“This is what most people are buying right now,” says Projan, a hardware store owner in rural Nepal. He motions to two women who have come to buy nails, hammers and door hinges.
“They don’t have the money to buy materials to repair their broken homes, so they are trying to fix their homes with whatever they can salvage from the rubble.”
As Projan talks, the women make their purchases with old, crumpled notes of 100 Nepalese rupees (about $1 USD) that they’ve pulled from the folds of their sarees.
Projan sells his wares at the Sunkoshi market in the Sindhupalchowk district of Nepal, where Mercy Corps is distributing cash to help families rebuild after the April 25 earthquake.

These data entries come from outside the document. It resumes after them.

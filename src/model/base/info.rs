use super::{Contact, License};
use crate::error::Result;
use crate::index::SpecIndex;
use crate::model::labels::{
    CONTACT_LABEL, DESCRIPTION_LABEL, LICENSE_LABEL, SUMMARY_LABEL, TERMS_OF_SERVICE_LABEL,
    TITLE_LABEL, VERSION_LABEL,
};
use crate::model::{
    extract_extensions, extract_field, extract_object, Buildable, Extensions, HasExtensions, Node,
    NodeReference,
};
use std::sync::Arc;

/// Metadata about the API.
///
/// `summary` only exists in OpenAPI 3.1.
#[derive(Debug, Clone, Default)]
pub struct Info {
    pub title: Option<NodeReference<String>>,
    pub summary: Option<NodeReference<String>>,
    pub description: Option<NodeReference<String>>,
    pub terms_of_service: Option<NodeReference<String>>,
    pub contact: Option<NodeReference<Contact>>,
    pub license: Option<NodeReference<License>>,
    pub version: Option<NodeReference<String>>,
    pub extensions: Extensions,
}

impl Buildable for Info {
    fn build(&mut self, root: &Arc<Node>, idx: &SpecIndex) -> Result<()> {
        self.title = extract_field(TITLE_LABEL, root)?;
        self.summary = extract_field(SUMMARY_LABEL, root)?;
        self.description = extract_field(DESCRIPTION_LABEL, root)?;
        self.terms_of_service = extract_field(TERMS_OF_SERVICE_LABEL, root)?;
        self.version = extract_field(VERSION_LABEL, root)?;
        self.extensions = extract_extensions(root);
        self.contact = extract_object(CONTACT_LABEL, root, idx)?;
        self.license = extract_object(LICENSE_LABEL, root, idx)?;
        Ok(())
    }
}

impl HasExtensions for Info {
    fn extensions(&self) -> &Extensions {
        &self.extensions
    }
}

Sinhupalchowk is one of the regions that was hit hardest by the quake. Damage in these areas is massive — homes destroyed, livelihoods lost, economies stalled and entire villages leveled.

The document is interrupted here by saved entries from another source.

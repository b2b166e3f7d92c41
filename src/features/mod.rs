//! Derived geometric features: foci, vertices, centers, directrices and
//! eccentricity, plus the annotation list handed to a plot overlay.
//!
//! The free functions take raw scalars and validate them the same way
//! [`Conic::new`] does, so `a = 0` for a parabola is rejected instead of
//! producing an infinite focus.

use serde::{Deserialize, Serialize};

use crate::error::Result;
use crate::geometry::{Conic, ConicType, Ellipse, Hyperbola, ParameterSet, Parabola};
use crate::math::Point2;

/// A feature to annotate on the plot.
#[derive(Debug, Clone, PartialEq, Serialize, Deserialize)]
#[serde(tag = "kind", rename_all = "lowercase")]
pub enum GeometricElement {
    /// A labeled point.
    Point {
        x: f64,
        y: f64,
        label: String,
        color: String,
    },
    /// A labeled horizontal line `y = const`.
    Line { y: f64, label: String, color: String },
}

impl GeometricElement {
    /// Creates a point element.
    #[must_use]
    pub fn point(p: Point2, label: impl Into<String>, color: impl Into<String>) -> Self {
        GeometricElement::Point {
            x: p.x,
            y: p.y,
            label: label.into(),
            color: color.into(),
        }
    }

    /// Creates a horizontal line element.
    #[must_use]
    pub fn line(y: f64, label: impl Into<String>, color: impl Into<String>) -> Self {
        GeometricElement::Line {
            y,
            label: label.into(),
            color: color.into(),
        }
    }

    /// Returns the element's label.
    #[must_use]
    pub fn label(&self) -> &str {
        match self {
            GeometricElement::Point { label, .. } | GeometricElement::Line { label, .. } => label,
        }
    }

    /// Returns whether every coordinate of the element lies within
    /// `[-viewport, viewport]`.
    #[must_use]
    pub fn is_within(&self, viewport: f64) -> bool {
        match self {
            GeometricElement::Point { x, y, .. } => x.abs() <= viewport && y.abs() <= viewport,
            GeometricElement::Line { y, .. } => y.abs() <= viewport,
        }
    }
}

/// Colors used for annotation elements.
#[derive(Debug, Clone, PartialEq, Serialize, Deserialize)]
#[serde(default)]
pub struct Palette {
    pub focus: String,
    pub vertex: String,
    pub center: String,
    pub directrix: String,
}

impl Default for Palette {
    fn default() -> Self {
        Self {
            focus: "#ef4444".to_owned(),
            vertex: "#22c55e".to_owned(),
            center: "#6b7280".to_owned(),
            directrix: "#f97316".to_owned(),
        }
    }
}

/// Returns the focus `(h, k + 1/(4a))` of `y = a(x - h)² + k`.
///
/// # Errors
///
/// Returns an error if `a` is zero or any parameter is not finite.
pub fn parabola_focus(a: f64, h: f64, k: f64) -> Result<Point2> {
    Ok(Parabola::new(a, h, k)?.focus())
}

/// Returns the `y` of the directrix `y = k - 1/(4a)`. The directrix is
/// horizontal and independent of the horizontal shift.
///
/// # Errors
///
/// Returns an error if `a` is zero or any parameter is not finite.
pub fn parabola_directrix(a: f64, k: f64) -> Result<f64> {
    Ok(Parabola::new(a, 0.0, k)?.directrix())
}

/// Returns the two foci of an axis-aligned ellipse, on the major axis.
///
/// # Errors
///
/// Returns an error if a semi-axis is non-positive or any parameter is not
/// finite.
pub fn ellipse_foci(a: f64, b: f64, h: f64, k: f64) -> Result<[Point2; 2]> {
    Ok(Ellipse::new(a, b, h, k)?.foci())
}

/// Returns the two major-axis vertices of an axis-aligned ellipse.
///
/// # Errors
///
/// Returns an error if a semi-axis is non-positive or any parameter is not
/// finite.
pub fn ellipse_vertices(a: f64, b: f64, h: f64, k: f64) -> Result<[Point2; 2]> {
    Ok(Ellipse::new(a, b, h, k)?.vertices())
}

/// Returns the two foci `(h ± sqrt(a² + b²), k)` of a hyperbola.
///
/// # Errors
///
/// Returns an error if a semi-axis is non-positive or any parameter is not
/// finite.
pub fn hyperbola_foci(a: f64, b: f64, h: f64, k: f64) -> Result<[Point2; 2]> {
    Ok(Hyperbola::new(a, b, h, k)?.foci())
}

/// Returns the two vertices `(h ± a, k)` of a hyperbola.
///
/// # Errors
///
/// Returns an error if a semi-axis is non-positive or any parameter is not
/// finite.
pub fn hyperbola_vertices(a: f64, b: f64, h: f64, k: f64) -> Result<[Point2; 2]> {
    Ok(Hyperbola::new(a, b, h, k)?.vertices())
}

/// Returns the eccentricity of a conic of the given type. `b` is ignored for
/// circles and parabolas.
///
/// # Errors
///
/// Returns an error if the shape parameters are invalid for `conic_type`.
pub fn eccentricity(conic_type: ConicType, a: f64, b: f64) -> Result<f64> {
    let conic = Conic::new(conic_type, &ParameterSet::new(a, b, 0.0, 0.0))?;
    Ok(conic.eccentricity())
}

/// Builds the annotation elements of `conic`, dropping any element outside
/// `[-viewport, viewport]`.
///
/// - parabola: vertex, focus and directrix
/// - circle, ellipse and hyperbola: center, both foci and both vertices
///   (a circle's foci coincide with its center)
#[must_use]
pub fn geometric_elements(conic: &Conic, viewport: f64, palette: &Palette) -> Vec<GeometricElement> {
    let mut elements = Vec::new();
    match conic {
        Conic::Parabola(p) => {
            elements.push(GeometricElement::point(p.vertex(), "Vertex", &palette.vertex));
            elements.push(GeometricElement::point(p.focus(), "Focus", &palette.focus));
            elements.push(GeometricElement::line(p.directrix(), "Directrix", &palette.directrix));
        }
        Conic::Circle(e) | Conic::Ellipse(e) => {
            push_center_foci_vertices(&mut elements, e.center(), e.foci(), e.vertices(), palette);
        }
        Conic::Hyperbola(hy) => {
            push_center_foci_vertices(&mut elements, hy.center(), hy.foci(), hy.vertices(), palette);
        }
    }

    let total = elements.len();
    elements.retain(|el| el.is_within(viewport));
    tracing::trace!(kept = elements.len(), dropped = total - elements.len(), "built elements");
    elements
}

fn push_center_foci_vertices(
    elements: &mut Vec<GeometricElement>,
    center: Point2,
    foci: [Point2; 2],
    vertices: [Point2; 2],
    palette: &Palette,
) {
    elements.push(GeometricElement::point(center, "Center", &palette.center));
    for (i, f) in foci.into_iter().enumerate() {
        elements.push(GeometricElement::point(f, format!("Focus {}", i + 1), &palette.focus));
    }
    for (i, v) in vertices.into_iter().enumerate() {
        elements.push(GeometricElement::point(v, format!("Vertex {}", i + 1), &palette.vertex));
    }
}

In order for communities in regions like these to recover, people need to be able to purchase the items they need to build back their lives. But most local bank branches are still shut down, and families in many remote areas don’t have access to one at all.

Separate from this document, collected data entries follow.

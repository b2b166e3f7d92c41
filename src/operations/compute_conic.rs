use crate::equation::format_equation;
use crate::error::{ConicError, Result};
use crate::features::{geometric_elements, GeometricElement, Palette};
use crate::geometry::{Conic, ConicType, ParameterSet};
use crate::sampling::{sample_conic, CurveSample, SamplingParams};

/// Everything a plot needs for one conic instance.
#[derive(Debug, Clone, Default, PartialEq)]
pub struct ConicOutput {
    /// Sampled curve, clipped to the viewport.
    pub points: CurveSample,
    /// Annotation elements inside the viewport.
    pub elements: Vec<GeometricElement>,
    /// Canonical equation string.
    pub equation: String,
    /// Eccentricity of the conic.
    pub eccentricity: f64,
}

/// Computes the sample, features and equation of a conic.
///
/// Circles go through the ellipse sampler and feature code with both
/// semi-axes set to the radius.
pub struct ComputeConic {
    conic_type: ConicType,
    params: ParameterSet,
    sampling: SamplingParams,
    palette: Palette,
}

impl ComputeConic {
    /// Creates a new `ComputeConic` operation with default sampling and
    /// palette.
    #[must_use]
    pub fn new(conic_type: ConicType, params: ParameterSet) -> Self {
        Self {
            conic_type,
            params,
            sampling: SamplingParams::default(),
            palette: Palette::default(),
        }
    }

    /// Overrides the sampling parameters.
    #[must_use]
    pub fn with_sampling(mut self, sampling: SamplingParams) -> Self {
        self.sampling = sampling;
        self
    }

    /// Overrides the annotation palette.
    #[must_use]
    pub fn with_palette(mut self, palette: Palette) -> Self {
        self.palette = palette;
        self
    }

    /// Executes the computation.
    ///
    /// Parameters are validated before anything is sampled.
    ///
    /// # Errors
    ///
    /// Returns [`ConicError::InvalidParameter`] if the parameters violate the
    /// preconditions of the conic type, or [`ConicError::Sampling`] if the
    /// sampling parameters are invalid.
    pub fn execute(&self) -> Result<ConicOutput> {
        let conic = Conic::new(self.conic_type, &self.params)?;
        let points = sample_conic(&conic, &self.sampling)?;
        let elements = geometric_elements(&conic, self.sampling.viewport, &self.palette);
        let equation = format_equation(self.conic_type, &conic.parameters());

        tracing::debug!(
            conic_type = %self.conic_type,
            points = points.len(),
            elements = elements.len(),
            %equation,
            "computed conic"
        );

        Ok(ConicOutput {
            points,
            elements,
            equation,
            eccentricity: conic.eccentricity(),
        })
    }
}

/// Computes a conic with default sampling and palette.
///
/// # Errors
///
/// Returns an error if the parameters are invalid for `conic_type`.
pub fn compute_conic(conic_type: ConicType, params: &ParameterSet) -> Result<ConicOutput> {
    ComputeConic::new(conic_type, *params).execute()
}

/// Computes a conic keyed by type name.
///
/// An unknown name yields an empty [`ConicOutput`] rather than an error.
///
/// # Errors
///
/// Returns an error if the name is known but the parameters are invalid.
pub fn compute_conic_named(conic_type: &str, params: &ParameterSet) -> Result<ConicOutput> {
    match conic_type.parse::<ConicType>() {
        Ok(t) => compute_conic(t, params),
        Err(ConicError::UnrecognizedConicType(name)) => {
            tracing::debug!(%name, "unrecognized conic type, returning empty output");
            Ok(ConicOutput::default())
        }
        Err(err) => Err(err),
    }
}

#[cfg(test)]
#[allow(clippy::unwrap_used)]
mod tests {
    use super::*;
    use crate::error::ParameterError;
    use approx::assert_relative_eq;

    fn init_tracing() {
        let _ = tracing_subscriber::fmt()
            .with_env_filter(tracing_subscriber::EnvFilter::from_default_env())
            .with_test_writer()
            .try_init();
    }

    #[test]
    fn parabola_output() {
        init_tracing();
        let out = compute_conic(ConicType::Parabola, &ParameterSet::axial(2.0, 3.0, -1.0)).unwrap();
        assert_eq!(out.equation, "y = 2(x - 3)² - 1");
        assert!(!out.points.is_empty());
        assert_eq!(out.points.branches().len(), 1);
        assert_relative_eq!(out.eccentricity, 1.0);
        assert_eq!(out.elements.len(), 3);
    }

    #[test]
    fn circle_matches_equal_axis_ellipse() {
        init_tracing();
        let circle = compute_conic(ConicType::Circle, &ParameterSet::axial(5.0, 0.0, 0.0)).unwrap();
        let ellipse = compute_conic(ConicType::Ellipse, &ParameterSet::new(5.0, 5.0, 0.0, 0.0)).unwrap();
        assert_eq!(circle.points, ellipse.points);
        assert_eq!(circle.elements, ellipse.elements);
        assert_relative_eq!(circle.eccentricity, ellipse.eccentricity);
        assert_eq!(circle.equation, "(x)² + (y)² = 5²");
        assert_relative_eq!(circle.eccentricity, 0.0);
        assert!(circle.points.is_closed());
    }

    #[test]
    fn circle_ignores_b() {
        let a = compute_conic(ConicType::Circle, &ParameterSet::new(3.0, 1.0, 0.0, 0.0)).unwrap();
        let b = compute_conic(ConicType::Circle, &ParameterSet::new(3.0, 8.0, 0.0, 0.0)).unwrap();
        assert_eq!(a, b);
    }

    #[test]
    fn hyperbola_output() {
        let out = compute_conic(ConicType::Hyperbola, &ParameterSet::new(3.0, 4.0, 0.0, 2.0)).unwrap();
        assert_eq!(out.equation, "(x)²/3² - (y - 2)²/4² = 1");
        assert_eq!(out.points.branches().len(), 2);
        assert_relative_eq!(out.eccentricity, 5.0 / 3.0);
    }

    #[test]
    fn identical_inputs_give_identical_outputs() {
        for t in ConicType::ALL {
            let params = ParameterSet::new(2.5, 1.5, -1.0, 0.5);
            let first = compute_conic(t, &params).unwrap();
            let second = compute_conic(t, &params).unwrap();
            assert_eq!(first, second);
        }
    }

    #[test]
    fn invalid_parameters_fail_fast() {
        let err = compute_conic(ConicType::Parabola, &ParameterSet::axial(0.0, 0.0, 0.0)).unwrap_err();
        assert!(matches!(err, ConicError::InvalidParameter(ParameterError::Zero { .. })));
        let err = compute_conic(ConicType::Ellipse, &ParameterSet::new(2.0, 0.0, 0.0, 0.0)).unwrap_err();
        assert!(matches!(err, ConicError::InvalidParameter(ParameterError::NonPositive { .. })));
    }

    #[test]
    fn invalid_sampling_is_reported() {
        let sampling = SamplingParams {
            hyperbola_step: 0.0,
            ..SamplingParams::default()
        };
        let err = ComputeConic::new(ConicType::Hyperbola, ParameterSet::new(1.0, 1.0, 0.0, 0.0))
            .with_sampling(sampling)
            .execute()
            .unwrap_err();
        assert!(matches!(err, ConicError::Sampling(_)));
    }

    #[test]
    fn narrower_viewport_drops_more() {
        let params = ParameterSet::new(3.0, 4.0, 0.0, 0.0);
        let wide = compute_conic(ConicType::Hyperbola, &params).unwrap();
        let narrow = ComputeConic::new(ConicType::Hyperbola, params)
            .with_sampling(SamplingParams {
                viewport: 4.0,
                ..SamplingParams::default()
            })
            .execute()
            .unwrap();
        assert!(narrow.points.len() < wide.points.len());
        // Foci at x = ±5 fall outside a viewport of 4.
        assert!(narrow.elements.iter().all(|el| !el.label().starts_with("Focus")));
    }

    #[test]
    fn custom_palette_reaches_elements() {
        let palette = Palette {
            center: "black".to_owned(),
            ..Palette::default()
        };
        let out = ComputeConic::new(ConicType::Circle, ParameterSet::axial(2.0, 0.0, 0.0))
            .with_palette(palette)
            .execute()
            .unwrap();
        assert!(matches!(
            &out.elements[0],
            GeometricElement::Point { color, .. } if color == "black"
        ));
    }

    #[test]
    fn unknown_name_gives_empty_output() {
        let out = compute_conic_named("cardioid", &ParameterSet::default()).unwrap();
        assert_eq!(out, ConicOutput::default());
        assert!(out.points.is_empty());
        assert!(out.elements.is_empty());
        assert!(out.equation.is_empty());
    }

    #[test]
    fn known_name_delegates() {
        let out = compute_conic_named("ellipse", &ParameterSet::new(3.0, 2.0, 1.0, 0.0)).unwrap();
        assert_eq!(out.equation, "(x - 1)²/3² + (y)²/2² = 1");
        assert!(compute_conic_named("ellipse", &ParameterSet::new(-3.0, 2.0, 0.0, 0.0)).is_err());
    }
}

That’s why we're working with local shopkeepers like Projan to help us get money to those who need it most.
Through our new cash distribution program, families pick up their cash allotments directly from shops in their community. Once they receive the funds from the shopkeeper, they can spend it in the store, go to another market or even save it for the future.
This unconditional cash assistance allows distressed families to purchase the items that are most important to them — seeds and agricultural tools, food, school fees, building materials — while giving local economies the boost they need for long-term recovery.
Kamal, 40, lives in Ghortali, a mountainous village near the Sunkoshi market, with her children and elderly parents. Her husband left to find work to support them.
“Our field has a huge crack in the middle from the earthquake,” she explains. “Our maize is ready for harvest but we will not know if we will get the same harvest as last year.”
As a subsistence farmer, Kamal relies on her land for food and income, and restoring this livelihood is essential to her long-term recovery.
With the money she recently received from Mercy Corps, Kamal can now buy the things her family needs most to put their lives back together and move forward.
And the program helps shop owners like Projan get back on their feet, too.
We pay them a small handling fee for each distribution they complete, which is guaranteed income for their efforts. Plus, bringing people into their stores encourages spending that will help them — and their community — recover more quickly.
“I will go to the market today to buy some cooking oil and chilies,” Kamal told us after she received her family’s cash assistance. “The price for both have gone up from before the earthquake, but we have run out of these at home.”
Each day, Kamal, Projan and thousands of others are taking small steps — like buying chilies — forward on the road to recovery. And Mercy Corps is committed to giving them the support they need to do so. Because each new step — a restocked pantry, a repaired front door, a replanted field — is a step toward a new normal and, in time, a happy, thriving future.